Andrew tried to stride along the corridor purposefully, they way Wolf did. He didn't really succeed. He could tell the guards behind him knew what he was doing, and were laughing behind their paws at him. Stupid soldiers! He'd show them to snicker at him, he'd have them demoted and court-martialed and-

He realized suddenly that he'd nearly walked right past storage bunker G-14. It didn't exactly stand out. None of the storage rooms did.

He went in, letting two of the guards open the door first. He couldn't see the corners of the room; the only light in the room came from a brazier in the exact center of the floor. He could make out a large flat rectangular object, about six feet long. Also the seemed to be an arch on the far wall, made of rough stones set directly against the concrete.

"Mr. Orkiney." Said a voice, "Good of you to come."

A black panther in a general's uniform stepped out of the shadows. Andrew thought he looked familiar. Of course, he was the one who had been helping Uncle Andross lately. What was his name again?

"What's going on here?" he challenged, "Why did you call me?"

General Opprimus didn't answer. He merely stared disinterestedly in the general direction of Andrew and the guards. Andrew blinked in puzzlement, but the guards stiffened; one of them swallowed heavily. The one nearest the door closed it, locked it, and gave the key to the panther. The rest grabbed Andrew and held his wrists.

"A word of advice, Mr. Orkiney," said the Panther, "always make sure those you trust aren't on your enemy's side." He glanced at the guards. "Prepare him."

"I'm in position." Reported Soul's voice through the com. "What now?"

"You put in the codes?"

"Of course."

"Do what you do best." answered Mind, "Create confusion."

"Gladly," Soul grinned, his eye lighting on a skylight ten feet away.

John Tevrels, security officer, was firmly convinced that his job of security officer was much safer than going into the military proper.

Ten seconds later he was beginning to question some of his assumptions.

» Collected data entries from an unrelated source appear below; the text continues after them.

impl<R: CommandRunner> ExecutionEngine<R> {
    pub fn new(runner: R) -> Self {
        Self { runner }
    }

    pub fn runner(&self) -> &R {
        &self.runner
    }

    /// Execute one command. Files created or modified under `results/` during
    /// the run are attributed to it.
    #[instrument(skip_all, fields(session = %session.id(), timeout_secs = timeout.as_secs()))]
    pub fn execute(
        &self,
        session: &Session,
        command: &str,
        timeout: Duration,
        elevation: Elevation,
    ) -> ExecutionResult {
        let results_dir = session.results_dir();
        let before = snapshot(&results_dir);
        let mut result = self.run_job(session, command, timeout, elevation);
        let after = snapshot(&results_dir);
        for (path, stamp) in after {
            if before.get(&path) != Some(&stamp) {
                let relative = relative_to(&session.root, &path);
                if !result.output_files.contains(&relative) {
                    result.output_files.push(relative);
                }
            }
        }
        result
    }

    /// Execute independent commands with at most `max_concurrency` running at
    /// once. A failure or timeout in one never affects the others.
    #[instrument(skip_all, fields(session = %session.id(), jobs = commands.len(), max_concurrency))]
    pub fn execute_parallel(
        &self,
        session: &Session,
        commands: &[String],
        timeout: Duration,
        max_concurrency: usize,
    ) -> BTreeMap<String, ExecutionResult> {
        let mut seen = BTreeSet::new();
        let jobs: VecDeque<String> = commands
            .iter()
            .filter(|command| seen.insert(command.as_str()))
            .cloned()
            .collect();
        let workers = max_concurrency.max(1).min(jobs.len());
        info!(jobs = jobs.len(), workers, "starting parallel execution");

        let queue = Mutex::new(jobs);
        let (tx, rx) = mpsc::channel();
        thread::scope(|scope| {
            for _ in 0..workers {
                let tx = tx.clone();
                let queue = &queue;
                scope.spawn(move || {
                    loop {
                        let next = match queue.lock() {
                            Ok(mut queue) => queue.pop_front(),
                            Err(_) => None,
                        };
                        let Some(command) = next else {
                            break;
                        };
                        let result = self.run_job(session, &command, timeout, Elevation::None);
                        if tx.send((command, result)).is_err() {
                            break;
                        }
                    }
                });
            }
        });
        drop(tx);

        let mut results: BTreeMap<String, ExecutionResult> = rx.into_iter().collect();
        for command in seen {
            if !results.contains_key(command) {
                results.insert(
                    command.to_string(),
                    ExecutionResult {
                        command: command.to_string(),
                        status: ExecStatus::SpawnFailed {
                            reason: "worker exited before running the command".to_string(),
                        },
                        stdout: String::new(),
                        stderr: String::new(),
                        stdout_truncated: 0,
                        stderr_truncated: 0,
                        duration_ms: 0,
                        output_files: Vec::new(),
                    },
                );
            }
        }
        results
    }

    fn run_job(
        &self,
        session: &Session,
        command: &str,
        timeout: Duration,
        elevation: Elevation,
    ) -> ExecutionResult {
        let results_dir = session.results_dir();
        let output_path = match reserve_output_path(&results_dir, command) {
            Ok(path) => path,
            Err(e) => {
                warn!(err = %format!("{e:#}"), "failed to reserve output file");
                return spawn_failed(command, &e);
            }
        };
        let request = ExecRequest {
            command: command.to_string(),
            timeout,
            elevation,
            results_dir,
            output_path: output_path.clone(),
        };
        let mut result = match self.runner.run(&request) {
            Ok(result) => result,
            Err(e) => {
                warn!(err = %format!("{e:#}"), "command could not be run");
                spawn_failed(command, &e)
            }
        };
        if output_path.exists() {
            result
                .output_files
                .insert(0, relative_to(&session.root, &output_path));
        }
        debug!(status = %result.status.describe(), "job finished");
        result
    }
}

Lounging behind the front desk of the northeast entrance foyer, his favorite place to lounge, he had an excellent view of the black-cloaked figure that crashed through the skylight two and a half stories up. He had an excellent view of the way the person dispatched the entire regiment he landed on, without firing a single shot. He was able to examine every detail of the way he knocked out three of his fellow security guards who were firing from behind pillars and in corners. It was really a shame that he was too frightened to appreciate it.

He hid under the desk and hoped the black-cloaked figure didn't have an excellent view of him.

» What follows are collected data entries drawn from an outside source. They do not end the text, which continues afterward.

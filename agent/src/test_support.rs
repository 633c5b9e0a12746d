//! Scripted collaborators for driving the loop in tests.

use std::collections::{BTreeMap, VecDeque};
use std::fs;
use std::path::Path;
use std::sync::Mutex;

use anyhow::{Context, Result};
use tempfile::TempDir;

use crate::core::gate::HumanResponse;
use crate::core::planning::{PlannerRequest, PlannerStep, ProposedCommand};
use crate::core::types::{ExecStatus, ExecutionResult, RiskVerdict};
use crate::errors::AgentError;
use crate::io::approval::ApprovalPrompt;
use crate::io::audit::{AuditEvent, AuditSink};
use crate::io::engine::{CommandRunner, ExecRequest};
use crate::io::planner::{Planner, parse_response};
use crate::io::session::{Session, SessionManager};

/// Planner that replays a fixed script and records every request it sees.
///
/// An exhausted script answers with a transport error.
#[derive(Debug, Default)]
pub struct ScriptedPlanner {
    replies: Mutex<VecDeque<Result<PlannerStep, AgentError>>>,
    requests: Mutex<Vec<PlannerRequest>>,
}

impl ScriptedPlanner {
    pub fn new(replies: Vec<Result<PlannerStep, AgentError>>) -> Self {
        Self {
            replies: Mutex::new(replies.into()),
            requests: Mutex::new(Vec::new()),
        }
    }

    /// Script raw planner output; each entry goes through the response parser.
    pub fn from_raw(replies: &[&str]) -> Self {
        Self::new(replies.iter().map(|raw| parse_response(raw)).collect())
    }

    pub fn requests(&self) -> Vec<PlannerRequest> {
        self.requests.lock().map(|r| r.clone()).unwrap_or_default()
    }
}

impl Planner for ScriptedPlanner {
    fn request_next_step(&self, request: &PlannerRequest) -> Result<PlannerStep, AgentError> {
        if let Ok(mut requests) = self.requests.lock() {
            requests.push(request.clone());
        }
        self.replies
            .lock()
            .ok()
            .and_then(|mut replies| replies.pop_front())
            .unwrap_or_else(|| Err(AgentError::PlannerTransport("script exhausted".to_string())))
    }
}

/// Convenience constructor for a scripted `command` step.
pub fn run_step(rationale: &str, command: &str) -> Result<PlannerStep, AgentError> {
    Ok(PlannerStep::Run(ProposedCommand::new(rationale, command)))
}

pub fn complete_step(summary: &str) -> Result<PlannerStep, AgentError> {
    Ok(PlannerStep::Complete {
        rationale: "objective met".to_string(),
        summary: summary.to_string(),
    })
}

/// Operator prompt replaying fixed answers; quits when the script runs out.
#[derive(Debug, Default)]
pub struct ScriptedPrompt {
    answers: VecDeque<HumanResponse>,
    pub asked: Vec<(String, RiskVerdict)>,
}

impl ScriptedPrompt {
    pub fn new(answers: Vec<HumanResponse>) -> Self {
        Self {
            answers: answers.into(),
            asked: Vec::new(),
        }
    }
}

impl ApprovalPrompt for ScriptedPrompt {
    fn ask(&mut self, proposed: &ProposedCommand, verdict: &RiskVerdict) -> Result<HumanResponse> {
        self.asked.push((proposed.command.clone(), verdict.clone()));
        Ok(self.answers.pop_front().unwrap_or(HumanResponse::Quit))
    }
}

/// Canned outcome for one command.
#[derive(Debug, Clone, PartialEq, Eq)]
pub struct ScriptedExec {
    pub status: ExecStatus,
    pub stdout: String,
    pub stderr: String,
}

impl ScriptedExec {
    pub fn ok(stdout: &str) -> Self {
        Self {
            status: ExecStatus::Exited { code: 0 },
            stdout: stdout.to_string(),
            stderr: String::new(),
        }
    }

    pub fn status(status: ExecStatus) -> Self {
        Self {
            status,
            stdout: String::new(),
            stderr: String::new(),
        }
    }
}

/// Command runner returning canned results keyed by command string.
///
/// Unknown commands exit 0 with empty output. Stdout is written to the
/// request's output file the way the shell runner streams it.
#[derive(Debug, Default)]
pub struct ScriptedRunner {
    outcomes: BTreeMap<String, ScriptedExec>,
    requests: Mutex<Vec<ExecRequest>>,
}

impl ScriptedRunner {
    pub fn new(outcomes: Vec<(&str, ScriptedExec)>) -> Self {
        Self {
            outcomes: outcomes
                .into_iter()
                .map(|(command, exec)| (command.to_string(), exec))
                .collect(),
            requests: Mutex::new(Vec::new()),
        }
    }

    pub fn requests(&self) -> Vec<ExecRequest> {
        self.requests.lock().map(|r| r.clone()).unwrap_or_default()
    }
}

impl CommandRunner for ScriptedRunner {
    fn run(&self, request: &ExecRequest) -> Result<ExecutionResult> {
        if let Ok(mut requests) = self.requests.lock() {
            requests.push(request.clone());
        }
        let exec = self
            .outcomes
            .get(&request.command)
            .cloned()
            .unwrap_or_else(|| ScriptedExec::ok(""));
        fs::write(&request.output_path, &exec.stdout)
            .with_context(|| format!("write {}", request.output_path.display()))?;
        Ok(ExecutionResult {
            command: request.command.clone(),
            status: exec.status,
            stdout: exec.stdout,
            stderr: exec.stderr,
            stdout_truncated: 0,
            stderr_truncated: 0,
            duration_ms: 1,
            output_files: Vec::new(),
        })
    }
}

/// Audit sink keeping events in memory.
#[derive(Debug, Default)]
pub struct MemoryAudit {
    events: Mutex<Vec<(String, AuditEvent)>>,
}

impl MemoryAudit {
    pub fn events(&self) -> Vec<AuditEvent> {
        self.events
            .lock()
            .map(|events| events.iter().map(|(_, event)| event.clone()).collect())
            .unwrap_or_default()
    }
}

impl AuditSink for MemoryAudit {
    fn append(&self, session_id: &str, event: &AuditEvent) -> Result<()> {
        if let Ok(mut events) = self.events.lock() {
            events.push((session_id.to_string(), event.clone()));
        }
        Ok(())
    }
}

/// Temporary workspace with an opened session manager.
pub struct TestWorkspace {
    dir: TempDir,
    manager: SessionManager,
}

impl TestWorkspace {
    pub fn new() -> Result<Self> {
        let dir = tempfile::tempdir().context("create temp workspace")?;
        let manager = SessionManager::open(dir.path())?;
        Ok(Self { dir, manager })
    }

    pub fn root(&self) -> &Path {
        self.dir.path()
    }

    pub fn manager(&self) -> &SessionManager {
        &self.manager
    }

    pub fn start(&self, name: Option<&str>) -> Result<Session> {
        self.manager.start_session(name)
    }

    /// Write `contents` to `relative` under the workspace root.
    pub fn write(&self, relative: &str, contents: &str) -> Result<()> {
        let path = self.root().join(relative);
        if let Some(parent) = path.parent() {
            fs::create_dir_all(parent)
                .with_context(|| format!("create directory {}", parent.display()))?;
        }
        fs::write(&path, contents).with_context(|| format!("write {}", path.display()))
    }
}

"You sure?" said Soul, puzzled, "I would think we wouldn't want that to happen."

"Just do it already!" Mind shouted.

"Well excuse me! Sheesh, keep your hair on." Soul said, "I'm doing it," and he pressed the button marked 'alarm.'

A shadowed figure froze in his progress through the air vents as the intruder alert went off. He assumed they'd found him, and nerved himself to take as many Imperial soldiers with him as he could. He nerved himself for several minutes, when the 'all-clear' signal blew.

The figure relaxed, took a deep breath, and continued.

Mind removed her hands from the keyboard where she'd hacked the alarm system controls to set off the 'all clear.' Coolly, she signaled Fox to enter the complex.

She turned to Katt sitting next to her. Fox had insisted someone be left with the ship to pick them up if necessary. Since Katt had by far the least hand to hand combat skills, she was chosen, or as she put it, stuck. She was currently facing the window with her shoulders slumped, refusing to respond to anything.

Mind took her computer and dropped out the bottom hatchway. If Katt wanted to sulk, let her. As long as she did her job, she could sulk as much as she wanted.

Wolf paced back and forth in front of the door to Storage Bunker G-14. He knew General Opprimus was in there, but the problem was that Wolf wasn't. He couldn't watch him if he couldn't see him, could he?

"Wolf?" said the radio Leon had given him. "I'm outside the room now, I'll be going in soon. Call me if he goes into the north wing."

"Right." Wolf muttered, wishing he could use a similar device on the General. Hey, wait a minute.

He dashed to the security room, and punched out the guard there. He gloated slightly as he sat down. With these controls, he could watch everyone in the base at once.
He called up the camera for G-14, and sat back to make himself comfortable.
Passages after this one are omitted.